### SUPPLIED DATA ###
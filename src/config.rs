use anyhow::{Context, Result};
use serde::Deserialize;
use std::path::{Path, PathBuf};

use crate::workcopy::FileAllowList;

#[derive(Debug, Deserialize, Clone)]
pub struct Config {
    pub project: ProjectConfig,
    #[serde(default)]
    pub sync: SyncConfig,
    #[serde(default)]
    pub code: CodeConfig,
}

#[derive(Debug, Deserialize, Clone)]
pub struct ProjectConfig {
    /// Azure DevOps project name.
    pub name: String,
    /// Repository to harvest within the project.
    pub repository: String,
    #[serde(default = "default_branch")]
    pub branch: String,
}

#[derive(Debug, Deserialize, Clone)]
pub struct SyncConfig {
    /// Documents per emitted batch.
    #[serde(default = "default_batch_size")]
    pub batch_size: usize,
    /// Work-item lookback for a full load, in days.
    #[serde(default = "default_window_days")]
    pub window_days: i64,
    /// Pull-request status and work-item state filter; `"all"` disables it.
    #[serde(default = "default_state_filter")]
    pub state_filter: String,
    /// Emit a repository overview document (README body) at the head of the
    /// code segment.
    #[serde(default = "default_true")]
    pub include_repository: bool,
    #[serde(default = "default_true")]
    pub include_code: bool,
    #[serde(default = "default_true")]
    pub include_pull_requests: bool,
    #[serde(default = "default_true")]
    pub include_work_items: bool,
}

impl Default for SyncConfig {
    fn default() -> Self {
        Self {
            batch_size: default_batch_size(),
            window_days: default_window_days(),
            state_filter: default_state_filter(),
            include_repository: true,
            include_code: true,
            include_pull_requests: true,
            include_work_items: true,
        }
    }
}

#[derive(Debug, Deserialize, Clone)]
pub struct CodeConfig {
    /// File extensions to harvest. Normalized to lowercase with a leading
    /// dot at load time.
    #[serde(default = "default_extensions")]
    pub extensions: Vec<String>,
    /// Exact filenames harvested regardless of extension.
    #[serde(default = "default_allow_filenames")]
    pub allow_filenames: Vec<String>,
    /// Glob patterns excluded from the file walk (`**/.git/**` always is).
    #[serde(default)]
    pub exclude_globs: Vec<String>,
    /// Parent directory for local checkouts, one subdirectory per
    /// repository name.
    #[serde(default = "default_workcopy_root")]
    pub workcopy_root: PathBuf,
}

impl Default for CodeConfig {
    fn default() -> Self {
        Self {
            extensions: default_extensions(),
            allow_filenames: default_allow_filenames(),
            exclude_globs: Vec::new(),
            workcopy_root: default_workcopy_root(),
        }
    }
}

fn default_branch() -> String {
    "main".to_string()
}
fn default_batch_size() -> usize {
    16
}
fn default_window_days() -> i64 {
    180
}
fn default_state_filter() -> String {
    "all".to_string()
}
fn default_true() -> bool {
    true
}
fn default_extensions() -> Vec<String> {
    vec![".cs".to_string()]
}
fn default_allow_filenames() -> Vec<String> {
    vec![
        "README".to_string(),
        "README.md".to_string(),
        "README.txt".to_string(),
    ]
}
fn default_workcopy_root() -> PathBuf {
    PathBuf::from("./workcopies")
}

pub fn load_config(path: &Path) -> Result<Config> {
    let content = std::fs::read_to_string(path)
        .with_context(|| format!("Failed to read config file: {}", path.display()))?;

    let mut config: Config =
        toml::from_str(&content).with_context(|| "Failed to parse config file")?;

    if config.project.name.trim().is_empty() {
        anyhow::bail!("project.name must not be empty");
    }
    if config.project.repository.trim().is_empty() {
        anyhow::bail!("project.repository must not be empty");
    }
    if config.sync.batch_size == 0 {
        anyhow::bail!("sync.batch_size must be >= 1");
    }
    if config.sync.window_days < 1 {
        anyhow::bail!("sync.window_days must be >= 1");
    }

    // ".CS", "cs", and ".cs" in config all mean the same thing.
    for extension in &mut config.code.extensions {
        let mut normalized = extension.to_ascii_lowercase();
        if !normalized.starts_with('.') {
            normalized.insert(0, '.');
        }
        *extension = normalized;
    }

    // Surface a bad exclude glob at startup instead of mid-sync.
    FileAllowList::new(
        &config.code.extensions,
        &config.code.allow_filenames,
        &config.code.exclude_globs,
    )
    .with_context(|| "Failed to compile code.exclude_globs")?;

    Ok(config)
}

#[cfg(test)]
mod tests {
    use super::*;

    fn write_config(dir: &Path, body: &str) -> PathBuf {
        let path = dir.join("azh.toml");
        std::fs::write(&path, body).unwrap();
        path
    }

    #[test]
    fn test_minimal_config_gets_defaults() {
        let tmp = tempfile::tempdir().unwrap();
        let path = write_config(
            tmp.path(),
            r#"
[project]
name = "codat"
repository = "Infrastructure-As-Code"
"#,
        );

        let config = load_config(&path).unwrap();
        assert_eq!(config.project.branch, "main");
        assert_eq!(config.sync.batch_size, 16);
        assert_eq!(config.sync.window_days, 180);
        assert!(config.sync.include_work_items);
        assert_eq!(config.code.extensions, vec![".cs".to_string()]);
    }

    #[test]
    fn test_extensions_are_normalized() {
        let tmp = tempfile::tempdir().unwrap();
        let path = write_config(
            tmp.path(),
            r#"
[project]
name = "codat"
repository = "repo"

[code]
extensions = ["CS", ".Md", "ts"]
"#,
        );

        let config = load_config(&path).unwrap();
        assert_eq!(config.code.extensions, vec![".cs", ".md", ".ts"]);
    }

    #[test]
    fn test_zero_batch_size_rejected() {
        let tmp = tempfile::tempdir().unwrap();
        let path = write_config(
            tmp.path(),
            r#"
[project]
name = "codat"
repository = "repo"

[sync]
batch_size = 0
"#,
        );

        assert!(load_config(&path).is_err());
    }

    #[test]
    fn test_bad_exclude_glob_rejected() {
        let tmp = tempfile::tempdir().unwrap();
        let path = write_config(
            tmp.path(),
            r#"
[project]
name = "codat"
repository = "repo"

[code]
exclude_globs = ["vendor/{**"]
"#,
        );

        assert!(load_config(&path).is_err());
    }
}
###
Set down exactly the lines of the data above, beginning with the line that has "fn default_extensions() ->" and ending with the line that has "fn default_workcopy_root() ->", and no others.

■ ANSWER BOX
fn default_extensions() -> Vec<String> {
    vec![".cs".to_string()]
}
fn default_allow_filenames() -> Vec<String> {
    vec![
        "README".to_string(),
        "README.md".to_string(),
        "README.txt".to_string(),
    ]
}
fn default_workcopy_root() -> PathBuf {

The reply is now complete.